■ **RECORDS PROVIDED**
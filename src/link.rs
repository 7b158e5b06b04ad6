//! Expose passed genomes in the run's `passed/` directory
use anyhow::{Context, Result};
use log::{debug, warn};
use std::io::ErrorKind;
use std::path::Path;

use crate::genome::{genome_id, GenomeFile};

/// Hard-link each passed genome into `dest`, copying when linking is not
/// possible (e.g. across filesystems). Existing entries are left alone and
/// genomes no longer in `passed` are removed.
///
/// Returns the number of new files placed.
pub fn link_passed(genomes: &[GenomeFile], passed: &[&str], dest: &Path) -> Result<usize> {
    std::fs::create_dir_all(dest)
        .with_context(|| format!("Failed to create {}", dest.display()))?;
    prune_stale(passed, dest)?;

    let mut placed = 0;
    for genome in genomes.iter().filter(|g| passed.contains(&g.id.as_str())) {
        let Some(file_name) = genome.path.file_name() else {
            continue;
        };
        let target = dest.join(file_name);
        match std::fs::hard_link(&genome.path, &target) {
            Ok(()) => placed += 1,
            Err(e) if e.kind() == ErrorKind::AlreadyExists => {
                debug!("{} already linked", target.display());
            }
            Err(e) => {
                warn!(
                    "Hard link of {} failed ({e}), copying instead",
                    genome.path.display()
                );
                std::fs::copy(&genome.path, &target).with_context(|| {
                    format!("Failed to copy {} to {}", genome.path.display(), target.display())
                })?;
                placed += 1;
            }
        }
    }
    Ok(placed)
}

fn prune_stale(passed: &[&str], dest: &Path) -> Result<()> {
    let entries =
        std::fs::read_dir(dest).with_context(|| format!("Failed to list {}", dest.display()))?;
    for entry in entries {
        let path = entry?.path();
        let stale = genome_id(&path).is_some_and(|id| !passed.contains(&id.as_str()));
        if stale && path.is_file() {
            debug!("Removing {} from passed genomes", path.display());
            std::fs::remove_file(&path)
                .with_context(|| format!("Failed to remove {}", path.display()))?;
        }
    }
    Ok(())
}
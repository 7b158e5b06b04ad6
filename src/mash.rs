//! Mash distance estimation using MinHash k-mer sketches
//!
//! Provides the pairwise distance matrix of a species and the per-genome
//! mean distance that the distance filter works on. A matrix produced by an
//! external `mash dist -t` run can be read in place of a computed one.

use std::collections::HashSet;
use std::hash::{Hash, Hasher};
use std::io::{BufRead, BufReader, Write};
use std::path::Path;

use crate::error::{QcError, QcResult};
use crate::persist::write_atomic;

/// Default k-mer size for mash distance computation
pub const DEFAULT_KMER_SIZE: usize = 15;

/// Default sketch size (number of minimizers to keep)
pub const DEFAULT_SKETCH_SIZE: usize = 1000;

/// A k-mer sketch using MinHash
#[derive(Debug, Clone)]
pub struct KmerSketch {
    /// Minimizers (smallest hash values) for this sequence
    pub minimizers: Vec<u64>,
    /// K-mer size used
    pub k: usize,
}

impl KmerSketch {
    pub fn from_sequence(sequence: &[u8], k: usize, sketch_size: usize) -> Self {
        KmerSketch {
            minimizers: sketch_sequence(sequence, k, sketch_size),
            k,
        }
    }

    /// Jaccard index estimated from the two sketches
    pub fn jaccard(&self, other: &KmerSketch) -> f64 {
        if self.k != other.k {
            return 0.0;
        }

        let set1: HashSet<_> = self.minimizers.iter().collect();
        let set2: HashSet<_> = other.minimizers.iter().collect();

        let intersection_size = set1.intersection(&set2).count();
        let union_size = set1.union(&set2).count();

        if union_size == 0 {
            0.0
        } else {
            intersection_size as f64 / union_size as f64
        }
    }

    /// Mash distance: -1/k * ln(2J / (1 + J)), capped at 1.0
    pub fn mash_distance(&self, other: &KmerSketch) -> f64 {
        let jaccard = self.jaccard(other);
        if jaccard <= 0.0 {
            return 1.0;
        }
        if jaccard >= 1.0 {
            return 0.0;
        }
        let ratio = (2.0 * jaccard) / (1.0 + jaccard);
        ((-1.0 / self.k as f64) * ratio.ln()).clamp(0.0, 1.0)
    }
}

fn sketch_sequence(sequence: &[u8], k: usize, sketch_size: usize) -> Vec<u64> {
    if k == 0 || sequence.len() < k {
        return Vec::new();
    }

    let mut hashes: Vec<u64> = sequence
        .windows(k)
        .filter(|kmer| kmer.iter().all(|&b| is_dna_base(b)))
        .map(|kmer| {
            // Canonical k-mer: strand independent
            let fwd = hash_kmer(&kmer.to_ascii_uppercase());
            let rev = hash_kmer(&reverse_complement_kmer(kmer));
            fwd.min(rev)
        })
        .collect();

    hashes.sort_unstable();
    hashes.dedup();
    hashes.truncate(sketch_size);
    hashes
}

fn hash_kmer(kmer: &[u8]) -> u64 {
    let mut hasher = std::collections::hash_map::DefaultHasher::new();
    kmer.hash(&mut hasher);
    hasher.finish()
}

fn is_dna_base(b: u8) -> bool {
    matches!(b.to_ascii_uppercase(), b'A' | b'C' | b'G' | b'T')
}

fn reverse_complement_kmer(kmer: &[u8]) -> Vec<u8> {
    kmer.iter()
        .rev()
        .map(|&b| match b.to_ascii_uppercase() {
            b'A' => b'T',
            b'T' => b'A',
            b'C' => b'G',
            b'G' => b'C',
            other => other,
        })
        .collect()
}

/// Square, symmetric pairwise distance matrix with named rows
#[derive(Debug, Clone, PartialEq)]
pub struct DistanceMatrix {
    ids: Vec<String>,
    values: Vec<Vec<f64>>,
}

impl DistanceMatrix {
    pub fn from_sketches(ids: Vec<String>, sketches: &[KmerSketch]) -> QcResult<Self> {
        if ids.len() != sketches.len() {
            return Err(QcError::MalformedInput(format!(
                "{} ids for {} sketches",
                ids.len(),
                sketches.len()
            )));
        }
        let n = sketches.len();
        let mut values = vec![vec![0.0; n]; n];
        for i in 0..n {
            for j in i + 1..n {
                let distance = sketches[i].mash_distance(&sketches[j]);
                values[i][j] = distance;
                values[j][i] = distance;
            }
        }
        Self::new(ids, values)
    }

    pub fn new(ids: Vec<String>, values: Vec<Vec<f64>>) -> QcResult<Self> {
        if ids.is_empty() {
            return Err(QcError::MalformedInput("empty distance matrix".into()));
        }
        if values.len() != ids.len() || values.iter().any(|row| row.len() != ids.len()) {
            return Err(QcError::MalformedInput(format!(
                "distance matrix is not {0}x{0}",
                ids.len()
            )));
        }
        Ok(DistanceMatrix { ids, values })
    }

    pub fn ids(&self) -> &[String] {
        &self.ids
    }

    pub fn get(&self, i: usize, j: usize) -> f64 {
        self.values[i][j]
    }

    /// Mean of each row, self-distance included
    pub fn row_means(&self) -> Vec<(String, f64)> {
        let n = self.ids.len() as f64;
        self.ids
            .iter()
            .zip(&self.values)
            .map(|(id, row)| (id.clone(), row.iter().sum::<f64>() / n))
            .collect()
    }

    /// Read a tab-separated matrix as written by `mash dist -t`
    ///
    /// Row and column names are reduced to file stems so sketch paths like
    /// `qc/GCA_1.msh` line up with genome ids.
    pub fn read_tsv<P: AsRef<Path>>(path: P) -> QcResult<Self> {
        let path = path.as_ref();
        let file = std::fs::File::open(path).map_err(|e| QcError::persistence(path, e))?;
        let mut lines = BufReader::new(file).lines();
        let malformed = |msg: String| QcError::MalformedInput(format!("{}: {msg}", path.display()));

        let header = match lines.next() {
            Some(line) => line.map_err(|e| QcError::persistence(path, e))?,
            None => return Err(malformed("empty distance matrix".into())),
        };
        let columns: Vec<String> = header.split('\t').skip(1).map(short_name).collect();

        let mut ids = Vec::with_capacity(columns.len());
        let mut values = Vec::with_capacity(columns.len());
        for (row, line) in lines.enumerate() {
            let line = line.map_err(|e| QcError::persistence(path, e))?;
            if line.trim().is_empty() {
                continue;
            }
            let mut fields = line.split('\t');
            let id = short_name(fields.next().unwrap_or(""));
            let parsed = fields
                .map(|v| v.trim().parse::<f64>())
                .collect::<Result<Vec<f64>, _>>()
                .map_err(|e| malformed(format!("row {}: {e}", row + 1)))?;
            if id != columns.get(row).map(String::as_str).unwrap_or("") {
                return Err(malformed(format!(
                    "row {} is '{id}' but column {} is not",
                    row + 1,
                    row + 1
                )));
            }
            ids.push(id);
            values.push(parsed);
        }

        Self::new(ids, values).map_err(|e| match e {
            QcError::MalformedInput(msg) => malformed(msg),
            other => other,
        })
    }

    pub fn write_tsv<P: AsRef<Path>>(&self, path: P) -> QcResult<()> {
        let path = path.as_ref();
        write_atomic(path, |w| {
            let io = |e: std::io::Error| QcError::persistence(path, e);
            writeln!(w, "#query\t{}", self.ids.join("\t")).map_err(io)?;
            for (id, row) in self.ids.iter().zip(&self.values) {
                let cells: Vec<String> = row.iter().map(|v| v.to_string()).collect();
                writeln!(w, "{id}\t{}", cells.join("\t")).map_err(io)?;
            }
            Ok(())
        })
    }
}

fn short_name(raw: &str) -> String {
    let name = raw.trim().rsplit('/').next().unwrap_or("");
    match name.rsplit_once('.') {
        Some((stem, ext))
            if matches!(ext, "msh" | "fasta" | "fa" | "fna" | "gz") && !stem.is_empty() =>
        {
            short_name(stem)
        }
        _ => name.to_string(),
    }
}
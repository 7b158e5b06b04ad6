//! The four-step filter cascade
//!
//! Each step consumes the set of genomes left by its predecessor:
//!
//! 1. unknown bases: fixed threshold, never skipped
//! 2. contigs: two-sided MAD over genomes with more than
//!    [`CONTIG_ELIGIBILITY`] contigs; the rest are exempt
//! 3. assembly size: two-sided MAD range
//! 4. distance: one-sided (upper) MAD
//!
//! Steps 2-4 are skipped when [`MIN_PASSED`] or fewer genomes remain.

use log::debug;
use serde::{Deserialize, Serialize};
use std::collections::{BTreeMap, HashSet};
use std::fmt;

use crate::error::{QcError, QcResult};
use crate::stats::Deviation;
use crate::stats_table::{GenomeRecord, StatsTable};
use crate::tolerance::{Criterion, ToleranceConfig};

/// Statistical steps need more than this many genomes
pub const MIN_PASSED: usize = 5;

/// Genomes with this many contigs or fewer are exempt from the contig test
pub const CONTIG_ELIGIBILITY: u64 = 10;

/// Decimal places used when reporting the distance bound
pub const DISTANCE_DECIMALS: usize = 4;

/// Threshold that defined the pass/fail boundary for one criterion
#[derive(Debug, Clone, PartialEq, Serialize, Deserialize)]
#[serde(tag = "kind", rename_all = "snake_case")]
pub enum Allowed {
    /// Criterion was skipped
    Unset,
    Limit { value: u64 },
    /// Upper figure, optionally rounded when displayed
    Upper { value: f64, decimals: Option<usize> },
    /// Displayed as integers joined by a hyphen
    Range { lower: f64, upper: f64 },
}

impl fmt::Display for Allowed {
    fn fmt(&self, f: &mut fmt::Formatter<'_>) -> fmt::Result {
        match self {
            Allowed::Unset => Ok(()),
            Allowed::Limit { value } => write!(f, "{value}"),
            Allowed::Upper {
                value,
                decimals: Some(d),
            } => write!(f, "{value:.d$}"),
            Allowed::Upper {
                value,
                decimals: None,
            } => write!(f, "{value:?}"),
            Allowed::Range { lower, upper } => {
                write!(f, "{}-{}", lower.trunc() as i64, upper.trunc() as i64)
            }
        }
    }
}

#[derive(Debug, Clone, PartialEq, Eq)]
pub enum SkipReason {
    TooFewPassed { count: usize },
    NoEligibleContigs,
}

impl fmt::Display for SkipReason {
    fn fmt(&self, f: &mut fmt::Formatter<'_>) -> fmt::Result {
        match self {
            SkipReason::TooFewPassed { count } => {
                write!(f, "only {count} genomes left (need more than {MIN_PASSED})")
            }
            SkipReason::NoEligibleContigs => write!(
                f,
                "no genome has more than {CONTIG_ELIGIBILITY} contigs"
            ),
        }
    }
}

/// Result of one step
#[derive(Debug, Clone, PartialEq)]
pub enum Outcome {
    Applied { failed: Vec<String>, allowed: Allowed },
    Skipped { reason: SkipReason },
}

impl Outcome {
    pub fn failed(&self) -> &[String] {
        match self {
            Outcome::Applied { failed, .. } => failed,
            Outcome::Skipped { .. } => &[],
        }
    }

    pub fn allowed(&self) -> &Allowed {
        match self {
            Outcome::Applied { allowed, .. } => allowed,
            Outcome::Skipped { .. } => &Allowed::Unset,
        }
    }

    pub fn is_skipped(&self) -> bool {
        matches!(self, Outcome::Skipped { .. })
    }
}

#[derive(Debug, Clone, PartialEq)]
pub struct Step {
    pub criterion: Criterion,
    /// Size of the passed set entering this step
    pub entered: usize,
    pub outcome: Outcome,
}

impl Step {
    pub fn survivors(&self) -> usize {
        self.entered - self.outcome.failed().len()
    }
}

/// Partition produced by a cascade run
#[derive(Debug, Clone, PartialEq)]
pub struct FilterReport {
    steps: Vec<Step>,
    passed: Vec<String>,
}

impl FilterReport {
    pub fn steps(&self) -> &[Step] {
        &self.steps
    }

    /// Ids surviving every step, in table order
    pub fn passed(&self) -> &[String] {
        &self.passed
    }

    pub fn outcome(&self, criterion: Criterion) -> Option<&Outcome> {
        self.steps
            .iter()
            .find(|s| s.criterion == criterion)
            .map(|s| &s.outcome)
    }

    pub fn failed(&self, criterion: Criterion) -> &[String] {
        self.outcome(criterion).map(Outcome::failed).unwrap_or(&[])
    }

    pub fn allowed(&self) -> BTreeMap<Criterion, Allowed> {
        self.steps
            .iter()
            .map(|s| (s.criterion, s.outcome.allowed().clone()))
            .collect()
    }
}

/// Runs the cascade over a stats table
#[derive(Debug, Clone)]
pub struct FilterEngine {
    config: ToleranceConfig,
}
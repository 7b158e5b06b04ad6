//! Criterion colors for phylogenetic tree annotation
//!
//! Tree construction and rendering live outside this crate. Annotators only
//! see the leaf names, the failure ledger and the palette, so the filtering
//! core never depends on a rendering library.

use anyhow::{anyhow, Context, Result};
use std::collections::BTreeMap;
use std::io::Write;
use std::path::{Path, PathBuf};
use std::str::FromStr;

use crate::error::QcError;
use crate::ledger::FailureLedger;
use crate::persist::write_atomic;
use crate::tolerance::Criterion;

/// Color used for leaves that passed every filter
pub const PASSED_COLOR: &str = "black";

/// Display color per criterion
#[derive(Debug, Clone, PartialEq, Eq)]
pub struct Palette {
    colors: BTreeMap<Criterion, String>,
}

impl Default for Palette {
    fn default() -> Self {
        let colors = [
            (Criterion::Unknowns, "red"),
            (Criterion::Contigs, "green"),
            (Criterion::AssemblySize, "orange"),
            (Criterion::Distance, "purple"),
        ]
        .into_iter()
        .map(|(c, color)| (c, color.to_string()))
        .collect();
        Palette { colors }
    }
}

impl Palette {
    pub fn color(&self, criterion: Criterion) -> &str {
        self.colors
            .get(&criterion)
            .map(String::as_str)
            .unwrap_or(PASSED_COLOR)
    }

    pub fn set(&mut self, criterion: Criterion, color: &str) {
        self.colors.insert(criterion, color.to_string());
    }

    pub fn with_overrides(mut self, overrides: &[ColorOverride]) -> Self {
        for o in overrides {
            self.set(o.criterion, &o.color);
        }
        self
    }
}

/// `criterion=color` as given on the command line
#[derive(Debug, Clone, PartialEq, Eq)]
pub struct ColorOverride {
    pub criterion: Criterion,
    pub color: String,
}

impl FromStr for ColorOverride {
    type Err = anyhow::Error;

    fn from_str(s: &str) -> Result<Self> {
        let (criterion, color) = s
            .split_once('=')
            .ok_or_else(|| anyhow!("Expected criterion=color, got '{s}'"))?;
        let color = color.trim();
        if color.is_empty() {
            return Err(anyhow!("Empty color for '{criterion}'"));
        }
        Ok(ColorOverride {
            criterion: criterion.parse()?,
            color: color.to_string(),
        })
    }
}

/// Narrow seam between filtering results and tree rendering
pub trait TreeAnnotator {
    fn annotate(&self, leaves: &[&str], ledger: &FailureLedger, palette: &Palette) -> Result<()>;
}

/// Writes `id<TAB>criterion<TAB>color` per leaf, for external tree tools
#[derive(Debug, Clone)]
pub struct LeafColorTable {
    path: PathBuf,
}

impl LeafColorTable {
    pub fn new<P: Into<PathBuf>>(path: P) -> Self {
        LeafColorTable { path: path.into() }
    }

    pub fn path(&self) -> &Path {
        &self.path
    }
}

impl TreeAnnotator for LeafColorTable {
    fn annotate(&self, leaves: &[&str], ledger: &FailureLedger, palette: &Palette) -> Result<()> {
        let path = &self.path;
        write_atomic(path, |w| {
            let io = |e: std::io::Error| QcError::persistence(path, e);
            writeln!(w, "id\tcriterion\tcolor").map_err(io)?;
            for leaf in leaves {
                let (criterion, color) = match ledger.get(leaf) {
                    Some(c) => (c.as_str(), palette.color(c)),
                    None => ("passed", PASSED_COLOR),
                };
                writeln!(w, "{leaf}\t{criterion}\t{color}").map_err(io)?;
            }
            Ok(())
        })
        .with_context(|| format!("Failed to write leaf colors to {}", path.display()))
    }
}
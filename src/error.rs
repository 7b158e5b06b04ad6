//! Error types for the quality-control core
//!
//! Too little data is not an error: the cascade expresses it as a skipped
//! step and the species pipeline as `SpeciesOutcome::TooFewGenomes`.

use std::path::{Path, PathBuf};
use thiserror::Error;

type BoxError = Box<dyn std::error::Error + Send + Sync>;

#[derive(Debug, Error)]
pub enum QcError {
    /// Stats table or distance matrix that cannot be used as input
    #[error("Malformed input: {0}")]
    MalformedInput(String),

    /// A persisted artifact could not be read or written
    #[error("Persistence error at {}: {source}", path.display())]
    Persistence {
        path: PathBuf,
        #[source]
        source: BoxError,
    },

    /// Engine invariant broken; signals a bug rather than bad input
    #[error("Consistency violation: {0}")]
    ConsistencyViolation(String),
}

impl QcError {
    pub fn persistence<P, E>(path: P, source: E) -> Self
    where
        P: AsRef<Path>,
        E: Into<BoxError>,
    {
        QcError::Persistence {
            path: path.as_ref().to_path_buf(),
            source: source.into(),
        }
    }

    /// Short tag used by the batch driver when logging a failed group
    pub fn kind(&self) -> &'static str {
        match self {
            QcError::MalformedInput(_) => "malformed input",
            QcError::Persistence { .. } => "persistence",
            QcError::ConsistencyViolation(_) => "consistency violation",
        }
    }
}

pub type QcResult<T> = std::result::Result<T, QcError>;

■ **TO DO**
Where the word "core" shows up in a line of the listing, return that line.

■ **OUTPUT**
//! core never depends on a rendering library.
//! Error types for the quality-control core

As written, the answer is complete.